Referring to unpublished data from her group, she noted that at least 10% of people with a body mass index greater than 50 kg/m2 were likely to have a genetic cause, but this takes into account only genes known to be linked to severe obesity. There are likely many relevant gene defects left to discover, she noted.

"Obese children have been investigated much more than adults. In one study, mutations in just one gene (MC4R) were responsible for one in 20 cases of severe obesity in children," she said. "As sequencing becomes cheaper and more practical for clinical applications, we are finding more and more genetic causes of obesity like this."

An Unusual Case

Dr Blakemore investigated the CPE gene defect in a young Sudanese woman and her family, recruited from the adult genetic obesity clinic at Imperial College Healthcare NHS Trust, London.

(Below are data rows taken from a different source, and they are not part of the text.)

use std::sync::Arc;

use chrono::{DateTime, Utc};

use super::diagnosis::DiagnosisEngine;
use super::intake::{IntakeErrors, PortfolioSubmission, ResultLink};
use super::notification::{
    DeliveryReceipt, EmailRequest, MailTransport, NotificationError, NotificationService,
};
use super::result_view::{ResultQuery, ResultView};

/// Service composing intake validation, the diagnosis engine, and result mail delivery.
pub struct QuizService<M> {
    engine: Arc<DiagnosisEngine>,
    notifications: NotificationService<M>,
}

impl<M> QuizService<M>
where
    M: MailTransport + 'static,
{
    pub fn new(notifications: NotificationService<M>) -> Self {
        Self::with_engine(DiagnosisEngine::default(), notifications)
    }

    pub fn with_engine(engine: DiagnosisEngine, notifications: NotificationService<M>) -> Self {
        Self {
            engine: Arc::new(engine),
            notifications,
        }
    }

    pub fn notifications(&self) -> &NotificationService<M> {
        &self.notifications
    }

    /// Validate the form and return the result-page link.
    pub fn submit(&self, submission: &PortfolioSubmission) -> Result<ResultLink, IntakeErrors> {
        submission.accept()
    }

    /// Build the result page for the given query parameters.
    pub fn result(&self, query: &ResultQuery) -> ResultView {
        ResultView::build(&self.engine, query)
    }

    /// Send the user report and the admin notification, stamped with the current time.
    pub async fn send_results(
        &self,
        request: &EmailRequest,
    ) -> Result<DeliveryReceipt, NotificationError> {
        self.send_results_at(request, Utc::now()).await
    }

    pub async fn send_results_at(
        &self,
        request: &EmailRequest,
        submitted_at: DateTime<Utc>,
    ) -> Result<DeliveryReceipt, NotificationError> {
        self.notifications.deliver(request, submitted_at).await
    }
}
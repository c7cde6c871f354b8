use std::collections::HashMap;

/// Header names permitted to influence cache identity. Everything else
/// (Authorization, request ids, timestamps) is volatile and stripped before
/// the key is computed.
pub const ALLOWED_HEADERS: [&str; 3] = ["Accept", "Content-Type", "Accept-Language"];

/// Normalized description of an outgoing request, produced by the
/// request-building layer. The cache borrows it for the duration of a lookup
/// or store and never retains it.
#[derive(Debug, Clone, Default)]
pub struct RequestParts {
    /// HTTP method token. `None` reads as GET at key derivation.
    pub method: Option<String>,
    /// Absolute URL, taken verbatim. No normalization: two syntactically
    /// different URLs are different keys even when they name the same
    /// resource (query order, casing, trailing slash all matter).
    pub url: String,
    /// Full header map exactly as supplied by the caller, case-sensitive.
    pub headers: HashMap<String, String>,
}

/// Stable identity of a request for caching purposes.
///
/// Headers are filtered to [`ALLOWED_HEADERS`] and sorted by name once, at
/// derivation time, so the derived `Eq` and `Hash` agree with each other
/// regardless of the source map's iteration order. The full header set is
/// never retained on the key.
#[derive(Debug, Clone, PartialEq, Eq, Hash)]
pub struct CacheKey {
    method: String,
    url: String,
    headers: Vec<(String, String)>,
}

impl CacheKey {
    /// Derive a key from request parts. Pure and total: a missing method
    /// defaults to GET, and an empty URL is a legitimate (if useless) key —
    /// URL validity is the request builder's concern, not the cache's.
    pub fn derive(parts: &RequestParts) -> Self {
        let mut headers: Vec<(String, String)> = parts
            .headers
            .iter()
            .filter(|(name, _)| ALLOWED_HEADERS.contains(&name.as_str()))
            .map(|(name, value)| (name.clone(), value.clone()))
            .collect();
        headers.sort();

        Self {
            method: parts.method.clone().unwrap_or_else(|| "GET".to_string()),
            url: parts.url.clone(),
            headers,
        }
    }

    pub fn method(&self) -> &str {
        &self.method
    }

    pub fn url(&self) -> &str {
        &self.url
    }

    /// Allow-listed headers that survived derivation, sorted by name.
    pub fn headers(&self) -> &[(String, String)] {
        &self.headers
    }
}

#[cfg(test)]
mod tests {
    use super::*;
    use std::collections::hash_map::DefaultHasher;
    use std::hash::{Hash, Hasher};

    fn parts(method: Option<&str>, url: &str, headers: &[(&str, &str)]) -> RequestParts {
        RequestParts {
            method: method.map(String::from),
            url: url.to_string(),
            headers: headers
                .iter()
                .map(|(k, v)| (k.to_string(), v.to_string()))
                .collect(),
        }
    }

    fn hash_of(key: &CacheKey) -> u64 {
        let mut hasher = DefaultHasher::new();
        key.hash(&mut hasher);
        hasher.finish()
    }

    #[test]
    fn identical_requests_derive_equal_keys() {
        let a = CacheKey::derive(&parts(Some("GET"), "https://api.example.com/test", &[]));
        let b = CacheKey::derive(&parts(Some("GET"), "https://api.example.com/test", &[]));
        assert_eq!(a, b);
        assert_eq!(hash_of(&a), hash_of(&b));
    }

    #[test]
    fn different_urls_derive_different_keys() {
        let a = CacheKey::derive(&parts(None, "https://api.example.com/one", &[]));
        let b = CacheKey::derive(&parts(None, "https://api.example.com/two", &[]));
        assert_ne!(a, b);
    }

    #[test]
    fn different_methods_derive_different_keys() {
        let a = CacheKey::derive(&parts(Some("GET"), "https://api.example.com/test", &[]));
        let b = CacheKey::derive(&parts(Some("POST"), "https://api.example.com/test", &[]));
        assert_ne!(a, b);
    }

    #[test]
    fn missing_method_defaults_to_get() {
        let explicit = CacheKey::derive(&parts(Some("GET"), "https://api.example.com/test", &[]));
        let implicit = CacheKey::derive(&parts(None, "https://api.example.com/test", &[]));
        assert_eq!(explicit, implicit);
        assert_eq!(implicit.method(), "GET");
    }

    #[test]
    fn volatile_headers_are_ignored() {
        let a = CacheKey::derive(&parts(
            None,
            "https://api.example.com/test",
            &[("Authorization", "Bearer token1")],
        ));
        let b = CacheKey::derive(&parts(
            None,
            "https://api.example.com/test",
            &[("Authorization", "Bearer token2")],
        ));
        let c = CacheKey::derive(&parts(None, "https://api.example.com/test", &[]));
        assert_eq!(a, b);
        assert_eq!(a, c);
        assert!(a.headers().is_empty());
    }

    #[test]
    fn allow_listed_headers_distinguish_keys() {
        let json = CacheKey::derive(&parts(
            None,
            "https://api.example.com/test",
            &[("Content-Type", "application/json")],
        ));
        let xml = CacheKey::derive(&parts(
            None,
            "https://api.example.com/test",
            &[("Content-Type", "application/xml")],
        ));
        assert_ne!(json, xml);
    }

    #[test]
    fn header_order_does_not_matter() {
        // HashMap iteration order is unspecified; build the maps in opposite
        // insertion order and check both equality and hash.
        let a = CacheKey::derive(&parts(
            None,
            "https://api.example.com/test",
            &[("Accept", "application/json"), ("Accept-Language", "it")],
        ));
        let b = CacheKey::derive(&parts(
            None,
            "https://api.example.com/test",
            &[("Accept-Language", "it"), ("Accept", "application/json")],
        ));
        assert_eq!(a, b);
        assert_eq!(hash_of(&a), hash_of(&b));
    }

    #[test]
    fn empty_url_is_a_valid_key() {
        let a = CacheKey::derive(&parts(None, "", &[]));
        let b = CacheKey::derive(&parts(None, "", &[]));
        assert_eq!(a, b);
        assert_eq!(a.url(), "");
    }

    #[test]
    fn urls_are_not_normalized() {
        let plain = CacheKey::derive(&parts(None, "https://api.example.com/a?x=1&y=2", &[]));
        let reordered = CacheKey::derive(&parts(None, "https://api.example.com/a?y=2&x=1", &[]));
        let trailing = CacheKey::derive(&parts(None, "https://api.example.com/a/?x=1&y=2", &[]));
        assert_ne!(plain, reordered);
        assert_ne!(plain, trailing);
    }
}
use crate::error::Error;

/// Accept 2xx, reject everything else.
///
/// The dispatcher calls this before it decides whether a response may be
/// stored in the cache; the cache itself never sees a status code.
pub fn validate_status(status: u16) -> Result<(), Error> {
    if (200..300).contains(&status) {
        Ok(())
    } else {
        Err(Error::Status(status))
    }
}
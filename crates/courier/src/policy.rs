use std::time::Duration;

/// Per-endpoint caching signal.
///
/// Read by the dispatcher to decide whether to consult the response cache at
/// all, and with what freshness window. The cache itself has no notion of
/// policy — it only ever sees the TTL passed at lookup time.
#[derive(Debug, Clone, Copy, PartialEq, Eq, Default)]
pub enum CachePolicy {
    #[default]
    Disabled,
    Enabled { ttl: Duration },
}

impl CachePolicy {
    pub fn ttl(self) -> Option<Duration> {
        match self {
            CachePolicy::Enabled { ttl } => Some(ttl),
            CachePolicy::Disabled => None,
        }
    }
}
use crate::entry::{CacheStats, CachedBody};
use crate::key::CacheKey;
use std::collections::HashMap;
use std::sync::Arc;
use std::time::Duration;

struct Slot {
    body: Arc<CachedBody>,
    last_used: u64,
}

/// Single-shard store: a count-bounded map with approximate LRU eviction.
///
/// Recency is a monotonic tick; eviction removes the slot with the smallest
/// tick. For a client-side cache of a few hundred entries per shard, the
/// O(n) scan on eviction is cheaper than maintaining an intrusive list, and
/// exact recency order buys nothing under concurrent access anyway.
///
/// All methods take `&mut self` — thread safety is handled by the sharded
/// wrapper in [`crate::cache`].
pub struct LruShard {
    slots: HashMap<CacheKey, Slot>,
    tick: u64,
    capacity: usize,
    hits: u64,
    misses: u64,
    evictions: u64,
}

impl LruShard {
    pub fn new(capacity: usize) -> Self {
        assert!(capacity > 0, "shard capacity must be > 0");
        Self {
            slots: HashMap::with_capacity(capacity),
            tick: 0,
            capacity,
            hits: 0,
            misses: 0,
            evictions: 0,
        }
    }

    /// Look up a key under a caller-supplied TTL.
    ///
    /// Absent and stale both read as a miss. A stale entry is left in place:
    /// expiry is evaluated lazily at read time, and the slot waits for an
    /// overwrite or for the eviction scan rather than being reaped here.
    pub fn get(&mut self, key: &CacheKey, ttl: Duration) -> Option<Arc<CachedBody>> {
        match self.slots.get_mut(key) {
            Some(slot) if slot.body.is_fresh(ttl) => {
                self.tick += 1;
                slot.last_used = self.tick;
                self.hits += 1;
                Some(Arc::clone(&slot.body))
            }
            _ => {
                self.misses += 1;
                None
            }
        }
    }

    /// Insert or replace. Replacement is last-write-wins: the old entry is
    /// dropped wholesale, never mutated, so concurrent readers that already
    /// cloned the `Arc` keep a consistent view.
    pub fn insert(&mut self, key: CacheKey, body: CachedBody) {
        if !self.slots.contains_key(&key) {
            while self.slots.len() >= self.capacity {
                if !self.evict_one() {
                    break;
                }
            }
        }
        self.tick += 1;
        self.slots.insert(
            key,
            Slot {
                body: Arc::new(body),
                last_used: self.tick,
            },
        );
    }

    /// Remove a key explicitly.
    pub fn remove(&mut self, key: &CacheKey) -> bool {
        self.slots.remove(key).is_some()
    }

    fn evict_one(&mut self) -> bool {
        let victim = self
            .slots
            .iter()
            .min_by_key(|(_, slot)| slot.last_used)
            .map(|(key, _)| key.clone());
        match victim {
            Some(key) => {
                self.slots.remove(&key);
                self.evictions += 1;
                true
            }
            None => false,
        }
    }

    pub fn len(&self) -> usize {
        self.slots.len()
    }

    pub fn is_empty(&self) -> bool {
        self.slots.is_empty()
    }

    pub fn capacity(&self) -> usize {
        self.capacity
    }

    pub fn stats(&self) -> CacheStats {
        CacheStats {
            hits: self.hits,
            misses: self.misses,
            evictions: self.evictions,
            current_size: self.slots.len(),
            capacity: self.capacity,
        }
    }
}
use std::fmt;

/// HTTP method token.
#[derive(Debug, Clone, Copy, PartialEq, Eq, Hash, Default)]
pub enum Method {
    #[default]
    Get,
    Post,
    Put,
    Delete,
    Head,
    Options,
    Trace,
    Patch,
    Connect,
}

impl Method {
    pub fn as_str(self) -> &'static str {
        match self {
            Method::Get => "GET",
            Method::Post => "POST",
            Method::Put => "PUT",
            Method::Delete => "DELETE",
            Method::Head => "HEAD",
            Method::Options => "OPTIONS",
            Method::Trace => "TRACE",
            Method::Patch => "PATCH",
            Method::Connect => "CONNECT",
        }
    }
}

impl fmt::Display for Method {
    fn fmt(&self, f: &mut fmt::Formatter<'_>) -> fmt::Result {
        f.write_str(self.as_str())
    }
}

impl From<Method> for reqwest::Method {
    fn from(method: Method) -> Self {
        match method {
            Method::Get => reqwest::Method::GET,
            Method::Post => reqwest::Method::POST,
            Method::Put => reqwest::Method::PUT,
            Method::Delete => reqwest::Method::DELETE,
            Method::Head => reqwest::Method::HEAD,
            Method::Options => reqwest::Method::OPTIONS,
            Method::Trace => reqwest::Method::TRACE,
            Method::Patch => reqwest::Method::PATCH,
            Method::Connect => reqwest::Method::CONNECT,
        }
    }
}

#[cfg(test)]
mod tests {
    use super::*;

    #[test]
    fn tokens_match_the_wire_form() {
        assert_eq!(Method::Get.as_str(), "GET");
        assert_eq!(Method::Post.as_str(), "POST");
        assert_eq!(Method::Put.as_str(), "PUT");
        assert_eq!(Method::Delete.as_str(), "DELETE");
        assert_eq!(Method::Head.as_str(), "HEAD");
        assert_eq!(Method::Options.as_str(), "OPTIONS");
        assert_eq!(Method::Trace.as_str(), "TRACE");
        assert_eq!(Method::Patch.as_str(), "PATCH");
        assert_eq!(Method::Connect.as_str(), "CONNECT");
    }

    #[test]
    fn default_is_get() {
        assert_eq!(Method::default(), Method::Get);
    }

    #[test]
    fn converts_to_executor_method() {
        assert_eq!(reqwest::Method::from(Method::Patch), reqwest::Method::PATCH);
    }
}
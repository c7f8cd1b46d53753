use ratatui::layout::Rect;

/// Clickable parts of the form
#[derive(Debug, Clone, Copy, PartialEq, Eq)]
pub enum Region {
    TickerInput,
    /// A row of the suggestions panel (index into the shown suggestions)
    Suggestion(usize),
    /// Panel border or any other part of the panel that is not a row
    SuggestionsPanel,
    PasswordInput,
    PasswordToggle,
}

/// Areas drawn in the last frame. `None` means the control was not drawn.
#[derive(Debug, Clone, Default, PartialEq, Eq)]
pub struct LayoutRegions {
    pub ticker_input: Option<Rect>,
    pub suggestions_panel: Option<Rect>,
    pub password_input: Option<Rect>,
    pub password_toggle: Option<Rect>,
}

impl LayoutRegions {
    pub fn new() -> Self {
        Self::default()
    }

    pub fn clear(&mut self) {
        *self = Self::default();
    }
}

The woman has an unusual combination of symptoms, including obesity, diabetes, reproductive-system problems, and learning difficulties.

Describing the patient's situation, Dr Blakemore said she had been obese since childhood and by the age of 20 weighed twice her expected healthy weight. Also, her parents were first cousins. "Initially, it was thought that the patient had an inherited form of obesity called Prader-Willi syndrome, but tests for that condition were negative."

Curious to know the cause of the patient's obesity and help her if possible, the patient's endocrinologist and coauthor, Dr Tony Goldstone, Imperial College Healthcare NHS Trust, referred the young woman to Dr Blakemore for investigation into a potential genetic cause for her condition.

After sequencing the coding and regulatory regions of the genome (the exome), first author Dr Sanne Alsters, also of Imperial College, examined the previously known obesity-causing genes, but drew a blank.

"Then we looked at genes that caused obesity in animal models. CPE is one of these genes, and we saw immediately that the patient had two copies of a particularly damaging genetic change, which meant she was unable to make the CPE enzyme," explained Dr Blakemore.

Clinical Significance of the Finding

The authors write that the patient "exhibits hypogonadotropic hypogonadism and intellectual disability, which may be diagnostic features of CPE deficiency, and so genetic investigation of CPE is warranted in similar cases where other known genetic causes have been excluded, especially with coexistent obesity."

Dr Blakemore stressed that there are several immediate benefits of identifying a genetic cause of disease to patients. "First, we should not underestimate the psychological value of having a diagnosis. This helps families understand and cope with their health problems and may also unlock treatment options not open to undiagnosed patients."

Furthermore, a diagnosis might also shed light on less obvious aspects of the disorder that may be checked for and managed. "Genetic counseling and specialized lifelong support might be offered to allow patients to live as healthy a life as possible."

Finally, in their conclusion, the authors note that ongoing detailed phenotyping of patients and family members with CPE gene defects, "including assessment of circulating levels of hormones regulating glycemia and appetite regulation, would further clarify the role of the CPE prohormone/peptide-processing enzyme in human physiology."

"More generally, the enhanced understanding of disease mechanisms may highlight new targets for treatment or inform management strategies," Dr Blakemore concludes.

Dr Blakemore and coaouthors report no relevant financial relationships.